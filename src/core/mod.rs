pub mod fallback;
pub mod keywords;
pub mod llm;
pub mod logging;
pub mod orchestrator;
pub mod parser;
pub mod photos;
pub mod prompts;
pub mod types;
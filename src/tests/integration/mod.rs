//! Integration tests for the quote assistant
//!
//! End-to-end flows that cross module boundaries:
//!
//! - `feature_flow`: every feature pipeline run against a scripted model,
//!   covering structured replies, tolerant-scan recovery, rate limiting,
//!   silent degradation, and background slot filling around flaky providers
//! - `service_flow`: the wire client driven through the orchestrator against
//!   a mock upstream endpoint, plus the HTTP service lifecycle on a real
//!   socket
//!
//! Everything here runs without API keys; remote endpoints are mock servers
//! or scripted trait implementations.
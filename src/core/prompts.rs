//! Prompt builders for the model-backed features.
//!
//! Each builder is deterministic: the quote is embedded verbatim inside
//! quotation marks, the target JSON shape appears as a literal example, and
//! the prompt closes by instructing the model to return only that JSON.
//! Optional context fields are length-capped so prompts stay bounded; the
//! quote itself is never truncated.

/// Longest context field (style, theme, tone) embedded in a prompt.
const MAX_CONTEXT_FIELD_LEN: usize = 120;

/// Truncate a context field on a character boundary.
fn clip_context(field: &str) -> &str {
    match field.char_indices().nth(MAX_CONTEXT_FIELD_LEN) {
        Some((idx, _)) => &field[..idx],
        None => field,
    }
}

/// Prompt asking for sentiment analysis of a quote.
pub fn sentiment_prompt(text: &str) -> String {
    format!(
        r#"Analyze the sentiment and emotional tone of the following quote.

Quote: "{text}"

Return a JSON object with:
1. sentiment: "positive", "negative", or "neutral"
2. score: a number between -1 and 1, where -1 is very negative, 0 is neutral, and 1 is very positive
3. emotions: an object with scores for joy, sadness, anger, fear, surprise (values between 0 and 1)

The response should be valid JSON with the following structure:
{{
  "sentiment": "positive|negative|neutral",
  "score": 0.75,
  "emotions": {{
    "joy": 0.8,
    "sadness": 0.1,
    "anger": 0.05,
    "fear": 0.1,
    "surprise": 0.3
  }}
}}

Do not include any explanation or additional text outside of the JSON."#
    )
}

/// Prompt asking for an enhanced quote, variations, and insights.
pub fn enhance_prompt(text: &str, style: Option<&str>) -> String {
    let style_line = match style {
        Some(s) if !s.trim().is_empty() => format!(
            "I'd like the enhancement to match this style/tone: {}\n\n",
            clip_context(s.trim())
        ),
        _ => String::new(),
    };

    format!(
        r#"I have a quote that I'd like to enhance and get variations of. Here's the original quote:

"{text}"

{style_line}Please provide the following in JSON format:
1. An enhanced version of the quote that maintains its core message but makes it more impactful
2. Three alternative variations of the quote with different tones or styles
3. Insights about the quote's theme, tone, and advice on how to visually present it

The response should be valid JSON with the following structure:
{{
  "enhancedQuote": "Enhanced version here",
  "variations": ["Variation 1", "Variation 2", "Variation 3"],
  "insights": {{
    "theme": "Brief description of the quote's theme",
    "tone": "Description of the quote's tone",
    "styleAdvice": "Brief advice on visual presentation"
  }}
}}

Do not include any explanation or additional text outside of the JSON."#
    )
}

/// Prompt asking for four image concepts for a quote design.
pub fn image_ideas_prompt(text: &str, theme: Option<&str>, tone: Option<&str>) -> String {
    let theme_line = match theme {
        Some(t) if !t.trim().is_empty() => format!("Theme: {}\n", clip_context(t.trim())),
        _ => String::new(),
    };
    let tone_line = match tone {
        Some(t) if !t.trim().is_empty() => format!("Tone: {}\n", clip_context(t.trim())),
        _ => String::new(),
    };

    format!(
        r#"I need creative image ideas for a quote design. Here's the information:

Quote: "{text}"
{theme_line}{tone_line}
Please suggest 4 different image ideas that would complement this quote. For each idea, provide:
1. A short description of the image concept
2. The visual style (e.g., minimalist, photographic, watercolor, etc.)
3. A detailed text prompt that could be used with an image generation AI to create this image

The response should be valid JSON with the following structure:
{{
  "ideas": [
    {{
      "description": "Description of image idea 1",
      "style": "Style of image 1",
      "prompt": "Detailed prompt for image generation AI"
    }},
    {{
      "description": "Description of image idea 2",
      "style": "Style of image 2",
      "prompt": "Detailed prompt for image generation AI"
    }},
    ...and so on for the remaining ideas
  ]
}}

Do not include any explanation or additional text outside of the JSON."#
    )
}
#####
The lines to copy run from the first line of the entries to the line containing "lifecycle on a real"; copy them exactly and output nothing else.

filename src/core/mod.rs
pub mod fallback;
pub mod keywords;
pub mod llm;
pub mod logging;
pub mod orchestrator;
pub mod parser;
pub mod photos;
pub mod prompts;
pub mod types;
filename src/tests/integration/mod.rs
//! Integration tests for the quote assistant
//!
//! End-to-end flows that cross module boundaries:
//!
//! - `feature_flow`: every feature pipeline run against a scripted model,
//!   covering structured replies, tolerant-scan recovery, rate limiting,
//!   silent degradation, and background slot filling around flaky providers
//! - `service_flow`: the wire client driven through the orchestrator against
//!   a mock upstream endpoint, plus the HTTP service lifecycle on a real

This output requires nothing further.